Thanks for the advice. You did understand my problem correctly.
I'm not sure I can take it to a neighbors house because the outputs go through Russound keypads and then to the speakers. I'm not sure I can just connect it to speakers without the keypads, I'll have to experiment with that. If I can, that is a great idea that I hadn't thought of.
I almost sent it to Russound but after it worked perfectly on the inverter I thought the problem must be something wrong in my house. The Russound service guy thought it was a grounding issue in my house.
I'll keep trying and let you know if/when I get it figured out.
I did not realize this was part of a whole house system. They are the sort of systems I run miles and miles from.

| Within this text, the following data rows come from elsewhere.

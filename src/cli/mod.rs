//! Command-line interface for brewman.
//!
//! This module provides the CLI argument parsing using clap's derive
//! macros and command implementations.
//!
//! # Architecture
//!
//! - [`args`] - Argument definitions using clap derive macros
//! - [`commands`] - Command implementations

pub mod args;
pub mod commands;

pub use args::{
    CleanupArgs, Cli, Commands, CompletionsArgs, ConfigArgs, GenerateArgs, ListArgs, ScanArgs,
};
pub use commands::{Command, CommandDispatcher, CommandResult};
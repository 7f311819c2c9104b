//! Configuration schema.

use std::collections::BTreeMap;
use std::path::PathBuf;

use serde::{Deserialize, Serialize};

/// Top-level configuration.
#[derive(Debug, Clone, PartialEq, Serialize, Deserialize)]
#[serde(default, deny_unknown_fields)]
pub struct BrewmanConfig {
    /// Package group lists used by template generation.
    pub packages: PackageGroups,

    /// Named install-script templates.
    pub templates: BTreeMap<String, TemplateConfig>,

    /// Cleanup settings.
    pub cleanup: CleanupConfig,

    /// Where generated scripts are written. `~` is expanded.
    pub output_dir: Option<PathBuf>,
}

impl Default for BrewmanConfig {
    fn default() -> Self {
        Self {
            packages: PackageGroups::default(),
            templates: default_templates(),
            cleanup: CleanupConfig::default(),
            output_dir: None,
        }
    }
}

impl BrewmanConfig {
    /// Resolve the script output directory, expanding a leading `~`.
    pub fn resolved_output_dir(&self) -> PathBuf {
        match &self.output_dir {
            Some(path) => expand_tilde(path),
            None => dirs::home_dir()
                .unwrap_or_else(|| PathBuf::from("."))
                .join("Documents")
                .join("brewman-scripts"),
        }
    }
}

/// Expand a leading `~/` to the home directory.
fn expand_tilde(path: &std::path::Path) -> PathBuf {
    if let Ok(rest) = path.strip_prefix("~") {
        if let Some(home) = dirs::home_dir() {
            return home.join(rest);
        }
    }
    path.to_path_buf()
}

/// Package lists grouped by purpose.
#[derive(Debug, Clone, PartialEq, Serialize, Deserialize)]
#[serde(default, deny_unknown_fields)]
pub struct PackageGroups {
    /// Essential CLI tools for all environments.
    pub essential_formulae: Vec<String>,

    /// Development tools.
    pub development_formulae: Vec<String>,

    /// Essential GUI applications.
    pub essential_casks: Vec<String>,

    /// Development GUI applications.
    pub development_casks: Vec<String>,

    /// Productivity applications.
    pub productivity_casks: Vec<String>,
}

impl Default for PackageGroups {
    fn default() -> Self {
        Self {
            essential_formulae: strings(&["git", "curl", "wget", "tree", "htop", "jq"]),
            development_formulae: strings(&["node", "yarn", "cmake"]),
            essential_casks: strings(&["rectangle"]),
            development_casks: strings(&["visual-studio-code", "docker"]),
            productivity_casks: strings(&["alt-tab", "obsidian"]),
        }
    }
}

/// One install-script template.
#[derive(Debug, Clone, PartialEq, Serialize, Deserialize)]
#[serde(default, deny_unknown_fields)]
pub struct TemplateConfig {
    /// Base name of the generated script (without extension).
    pub script_name: String,

    /// Include the development package groups.
    pub include_development: bool,

    /// Include the productivity cask group.
    pub include_productivity: bool,

    /// Extra formulae appended after the groups.
    pub custom_formulae: Vec<String>,

    /// Extra casks appended after the groups.
    pub custom_casks: Vec<String>,
}

impl Default for TemplateConfig {
    fn default() -> Self {
        Self {
            script_name: "setup".to_string(),
            include_development: false,
            include_productivity: false,
            custom_formulae: Vec::new(),
            custom_casks: Vec::new(),
        }
    }
}

/// Cleanup settings.
#[derive(Debug, Clone, PartialEq, Default, Serialize, Deserialize)]
#[serde(default, deny_unknown_fields)]
pub struct CleanupConfig {
    /// Default candidate packages when none are given on the command line.
    pub candidates: Vec<String>,
}

fn default_templates() -> BTreeMap<String, TemplateConfig> {
    let mut templates = BTreeMap::new();
    templates.insert(
        "minimal".to_string(),
        TemplateConfig {
            script_name: "minimal-setup".to_string(),
            ..TemplateConfig::default()
        },
    );
    templates.insert(
        "development".to_string(),
        TemplateConfig {
            script_name: "dev-setup".to_string(),
            include_development: true,
            ..TemplateConfig::default()
        },
    );
    templates.insert(
        "full".to_string(),
        TemplateConfig {
            script_name: "full-setup".to_string(),
            include_development: true,
            include_productivity: true,
            ..TemplateConfig::default()
        },
    );
    templates
}

fn strings(list: &[&str]) -> Vec<String> {
    list.iter().map(|s| s.to_string()).collect()
}
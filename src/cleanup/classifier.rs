//! Candidate classification.

/// Classification of a cleanup candidate, computed once per record.
#[derive(Debug, Clone, Copy, PartialEq, Eq)]
pub enum Classification {
    /// No installed package depends on it; removal is safe.
    SafeToRemove,
    /// At least one installed package requires it (or its dependents are
    /// unknown), so it stays.
    KeptAsDependency,
}

/// Classify a package from its reverse dependents.
///
/// Deterministic given the checker's output: safe exactly when nothing
/// depends on the package.
pub fn classify(dependents: &[String]) -> Classification {
    if dependents.is_empty() {
        Classification::SafeToRemove
    } else {
        Classification::KeptAsDependency
    }
}

#[cfg(test)]
mod tests {
    use super::*;

    #[test]
    fn empty_dependents_is_safe() {
        assert_eq!(classify(&[]), Classification::SafeToRemove);
    }

    #[test]
    fn single_dependent_is_kept() {
        assert_eq!(
            classify(&["imagemagick".to_string()]),
            Classification::KeptAsDependency
        );
    }

    #[test]
    fn many_dependents_is_kept() {
        let dependents: Vec<String> = ["a", "b", "c"].iter().map(|s| s.to_string()).collect();
        assert_eq!(classify(&dependents), Classification::KeptAsDependency);
    }

    #[test]
    fn classification_ignores_dependent_order() {
        let forward: Vec<String> = vec!["a".into(), "b".into()];
        let reverse: Vec<String> = vec!["b".into(), "a".into()];
        assert_eq!(classify(&forward), classify(&reverse));
    }
}
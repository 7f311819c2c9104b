//! Run reporting.
//!
//! Console output only; the cleanup core never writes files.

use crate::ui::{Table, UserInterface};

use super::remover::OrphanCleanup;
use super::{CleanupPlan, RunReport};

/// Render the classification result before confirmation.
pub fn render_plan(plan: &CleanupPlan, ui: &mut dyn UserInterface) {
    ui.message(&format!("Scanned {} candidate(s)", plan.scanned()));

    if !plan.not_installed.is_empty() {
        ui.message(&format!(
            "Not installed (skipped): {}",
            plan.not_installed.join(", ")
        ));
    }

    let kept = plan.kept();
    if !kept.is_empty() {
        let mut table = Table::new(vec!["Kept", "Needed by"]);
        for record in &kept {
            let needed_by = if record.dependents_unknown {
                "(dependents unknown)".to_string()
            } else {
                record.dependents.join(", ")
            };
            table.add_row(vec![&record.name, &needed_by]);
        }
        ui.message(&table.render());
    }

    let safe = plan.safe();
    if safe.is_empty() {
        ui.message("Nothing is safe to remove.");
    } else {
        let names: Vec<&str> = safe.iter().map(|r| r.name.as_str()).collect();
        ui.message(&format!(
            "Safe to remove ({}): {}",
            names.len(),
            names.join(", ")
        ));
    }
}

/// Render the final summary after the removal phase.
pub fn render(report: &RunReport, ui: &mut dyn UserInterface) {
    ui.show_header("Cleanup summary");

    ui.message(&format!("Candidates scanned: {}", report.scanned));

    if report.removed.is_empty() {
        ui.message("Removed: none");
    } else {
        ui.success(&format!(
            "Removed ({}): {}",
            report.removed.len(),
            report.removed.join(", ")
        ));
    }

    if !report.kept.is_empty() {
        let mut table = Table::new(vec!["Kept", "Needed by"]);
        for record in &report.kept {
            let needed_by = if record.dependents_unknown {
                "(dependents unknown)".to_string()
            } else {
                record.dependents.join(", ")
            };
            table.add_row(vec![&record.name, &needed_by]);
        }
        ui.message(&table.render());
    }

    // Failures enumerated by name so the operator can retry manually.
    for (name, message) in &report.failed {
        ui.error(&format!("Failed to remove {}: {}", name, message));
    }

    if let OrphanCleanup::Failed(message) = &report.orphan_cleanup {
        ui.warning(&format!("Orphan cleanup failed: {}", message));
    }

    if let Some(snapshot) = &report.snapshot {
        ui.message(&format!(
            "Remaining: {} formulae, {} casks",
            snapshot.formulae, snapshot.casks
        ));
    }
}
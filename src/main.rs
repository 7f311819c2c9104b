//! brewman CLI entry point.

use std::process::ExitCode;

use brewman::cli::{Cli, CommandDispatcher, Commands};
use brewman::shell::is_ci;
use brewman::ui::{create_ui, OutputMode};
use clap::Parser;
use tracing_subscriber::{fmt, prelude::*, EnvFilter};

/// Initialize the tracing subscriber for logging.
///
/// Log level is controlled by:
/// 1. `--debug` flag sets level to DEBUG
/// 2. `RUST_LOG` environment variable (if set)
/// 3. Default is INFO
fn init_tracing(debug: bool) {
    let filter = if debug {
        EnvFilter::new("brewman=debug")
    } else {
        EnvFilter::try_from_default_env().unwrap_or_else(|_| EnvFilter::new("brewman=info"))
    };

    tracing_subscriber::registry()
        .with(fmt::layer().with_target(false))
        .with(filter)
        .init();
}

fn main() -> ExitCode {
    let cli = Cli::parse();
    init_tracing(cli.debug);

    tracing::debug!("brewman starting with args: {:?}", cli);

    // Determine output mode
    let output_mode = if cli.quiet {
        OutputMode::Quiet
    } else if cli.verbose {
        OutputMode::Verbose
    } else {
        OutputMode::Normal
    };

    // Handle --no-color
    if cli.no_color {
        std::env::set_var("NO_COLOR", "1");
    }

    // Check if non-interactive (--yes, or CI)
    let is_interactive = match &cli.command {
        Some(Commands::Cleanup(args)) => !args.yes && !is_ci(),
        _ => !is_ci(),
    };

    // Create UI
    let mut ui = create_ui(is_interactive, output_mode);

    // Dispatch command
    let dispatcher = CommandDispatcher::new(cli.config.clone());

    match dispatcher.dispatch(&cli, ui.as_mut()) {
        Ok(result) => ExitCode::from(result.exit_code as u8),
        Err(e) => {
            ui.error(&format!("Error: {}", e));
            ExitCode::from(1)
        }
    }
}
//! External process execution.

pub mod command;

pub use command::{run, run_check, CommandResult};

/// Check if running in a CI environment.
pub fn is_ci() -> bool {
    std::env::var("CI").is_ok()
        || std::env::var("GITHUB_ACTIONS").is_ok()
        || std::env::var("GITLAB_CI").is_ok()
        || std::env::var("CIRCLECI").is_ok()
        || std::env::var("TRAVIS").is_ok()
        || std::env::var("JENKINS_URL").is_ok()
}
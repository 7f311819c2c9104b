//! Generate command implementation.

use std::path::PathBuf;

use crate::cli::args::GenerateArgs;
use crate::config;
use crate::error::{BrewmanError, Result};
use crate::templates::{generate_all, write_script};
use crate::ui::UserInterface;

use super::dispatcher::{Command, CommandResult};

/// The generate command implementation.
pub struct GenerateCommand {
    config_path: Option<PathBuf>,
    args: GenerateArgs,
}

impl GenerateCommand {
    /// Create a new generate command.
    pub fn new(config_path: Option<PathBuf>, args: GenerateArgs) -> Self {
        Self { config_path, args }
    }
}

impl Command for GenerateCommand {
    fn execute(&self, ui: &mut dyn UserInterface) -> Result<CommandResult> {
        let loaded = config::load(self.config_path.as_deref())?;

        if self.args.all {
            let paths = generate_all(&loaded.config)?;
            for path in &paths {
                ui.success(&format!("Generated {}", path.display()));
            }
            return Ok(CommandResult::success());
        }

        let Some(name) = &self.args.template else {
            ui.error("Specify a template name or --all");
            let available: Vec<&str> =
                loaded.config.templates.keys().map(String::as_str).collect();
            ui.message(&format!("Available templates: {}", available.join(", ")));
            return Ok(CommandResult::failure(1));
        };

        match write_script(&loaded.config, name, self.args.output.as_deref()) {
            Ok(path) => {
                ui.success(&format!("Generated {}", path.display()));
                Ok(CommandResult::success())
            }
            Err(BrewmanError::UnknownTemplate { name }) => {
                ui.error(&format!("Unknown template: {}", name));
                let available: Vec<&str> =
                    loaded.config.templates.keys().map(String::as_str).collect();
                ui.message(&format!("Available templates: {}", available.join(", ")));
                Ok(CommandResult::failure(1))
            }
            Err(e) => Err(e),
        }
    }
}
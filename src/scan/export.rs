//! JSON export of scan results.

use std::fs;
use std::path::Path;

use serde::Serialize;

use crate::error::Result;

use super::ScanResult;

#[derive(Debug, Serialize)]
struct ScanExport<'a> {
    generated_at: String,
    total_apps: usize,
    managed: usize,
    with_equivalent: usize,
    applications: Vec<AppExport<'a>>,
}

#[derive(Debug, Serialize)]
struct AppExport<'a> {
    name: &'a str,
    path: String,
    managed: bool,
    kind: Option<String>,
    suggestion: Option<&'a str>,
}

fn build_export(result: &ScanResult) -> ScanExport<'_> {
    ScanExport {
        generated_at: chrono::Local::now().format("%Y-%m-%d %H:%M:%S").to_string(),
        total_apps: result.apps.len(),
        managed: result.managed().len(),
        with_equivalent: result.with_suggestions().len(),
        applications: result
            .apps
            .iter()
            .map(|app| AppExport {
                name: &app.name,
                path: app.path.display().to_string(),
                managed: app.managed.is_some(),
                kind: app.managed.map(|k| k.to_string()),
                suggestion: app.suggestion.as_deref(),
            })
            .collect(),
    }
}

/// Serialize a scan result to pretty JSON.
pub fn to_json(result: &ScanResult) -> Result<String> {
    let export = build_export(result);
    Ok(serde_json::to_string_pretty(&export).map_err(anyhow::Error::from)?)
}

/// Write a scan result to a JSON file.
pub fn write_export(result: &ScanResult, path: &Path) -> Result<()> {
    if let Some(parent) = path.parent() {
        if !parent.as_os_str().is_empty() {
            fs::create_dir_all(parent)?;
        }
    }
    fs::write(path, to_json(result)?)?;
    tracing::info!("exported scan results to {}", path.display());
    Ok(())
}
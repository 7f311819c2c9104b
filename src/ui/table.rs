//! Table rendering for formatted output.

/// A simple table for formatted output.
#[derive(Debug)]
pub struct Table {
    headers: Vec<String>,
    rows: Vec<Vec<String>>,
    column_widths: Vec<usize>,
}

impl Table {
    /// Create a new table with the given headers.
    pub fn new(headers: Vec<&str>) -> Self {
        let headers: Vec<String> = headers.iter().map(|s| s.to_string()).collect();
        let column_widths = headers.iter().map(|h| h.chars().count()).collect();

        Self {
            headers,
            rows: Vec::new(),
            column_widths,
        }
    }

    /// Add a row to the table.
    pub fn add_row(&mut self, row: Vec<&str>) {
        let row: Vec<String> = row.iter().map(|s| s.to_string()).collect();

        for (i, cell) in row.iter().enumerate() {
            if i < self.column_widths.len() {
                self.column_widths[i] = self.column_widths[i].max(cell.chars().count());
            }
        }

        self.rows.push(row);
    }

    /// Get the number of rows.
    pub fn row_count(&self) -> usize {
        self.rows.len()
    }

    /// Check if the table is empty.
    pub fn is_empty(&self) -> bool {
        self.rows.is_empty()
    }

    /// Render the table as a string.
    pub fn render(&self) -> String {
        let mut output = String::new();

        output.push_str(&self.render_row(&self.headers));
        output.push('\n');
        output.push_str(&self.render_separator());

        for row in &self.rows {
            output.push('\n');
            output.push_str(&self.render_row(row));
        }

        output
    }

    fn render_row(&self, cells: &[String]) -> String {
        let padded: Vec<String> = cells
            .iter()
            .enumerate()
            .map(|(i, cell)| {
                let width = self.column_widths.get(i).copied().unwrap_or(0);
                format!("{:<width$}", cell, width = width)
            })
            .collect();
        padded.join("  ").trim_end().to_string()
    }

    fn render_separator(&self) -> String {
        let dashes: Vec<String> = self.column_widths.iter().map(|w| "-".repeat(*w)).collect();
        dashes.join("  ")
    }
}
pub mod db;
mod schemas;
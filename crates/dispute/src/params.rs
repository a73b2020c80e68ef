use serde::{Deserialize, Serialize};

/// Upper bound on proof elements, enough for a tree of 2^64 leaves.
pub const DEFAULT_MAX_PROOF_LEN: usize = 64;

#[derive(Clone, Debug, PartialEq, Eq, Deserialize, Serialize)]
pub struct DisputeParams {
    /// Seconds after commitment during which a batch may be disputed. `None`
    /// keeps batches disputable forever.
    #[serde(default)]
    pub window_secs: Option<u64>,

    #[serde(default = "default_max_proof_len")]
    pub max_proof_len: usize,
}

fn default_max_proof_len() -> usize {
    DEFAULT_MAX_PROOF_LEN
}

impl Default for DisputeParams {
    fn default() -> Self {
        Self {
            window_secs: None,
            max_proof_len: DEFAULT_MAX_PROOF_LEN,
        }
    }
}

impl DisputeParams {
    /// Last timestamp at which a batch committed at `committed_at` can still
    /// be disputed.
    pub fn deadline(&self, committed_at: u64) -> Option<u64> {
        self.window_secs
            .map(|window| committed_at.saturating_add(window))
    }
}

I have been on the Russound site, and is typical of these sort of outfits, there is very sparse meaningful technical information, and no important details. I tried to watch one of their videos, but it locked up my computer, so obviously this is poor job, which is not encouraging.
I thought their website lousy, useless and entirely conceived by the marketing boys. However I have the impression that the switches communicate via the mains. Did I correctly glean that in the midst of all their garbage. If that is so, then those types of systems are a nightmare, and easily upset. They can lead to all of the problems you are experiencing and worse.
If I have gathered correctly that this system is using house wiring to send communication, then this part of your system goes to the top of the list as prime suspect.
If you have some speakers you can connect directly to the amp without going through the switches, go ahead and do it. I have a feeling the amp will not hum into speakers not part of the switching system. If it does not hum you have your answer and the service guy needs to sort it out.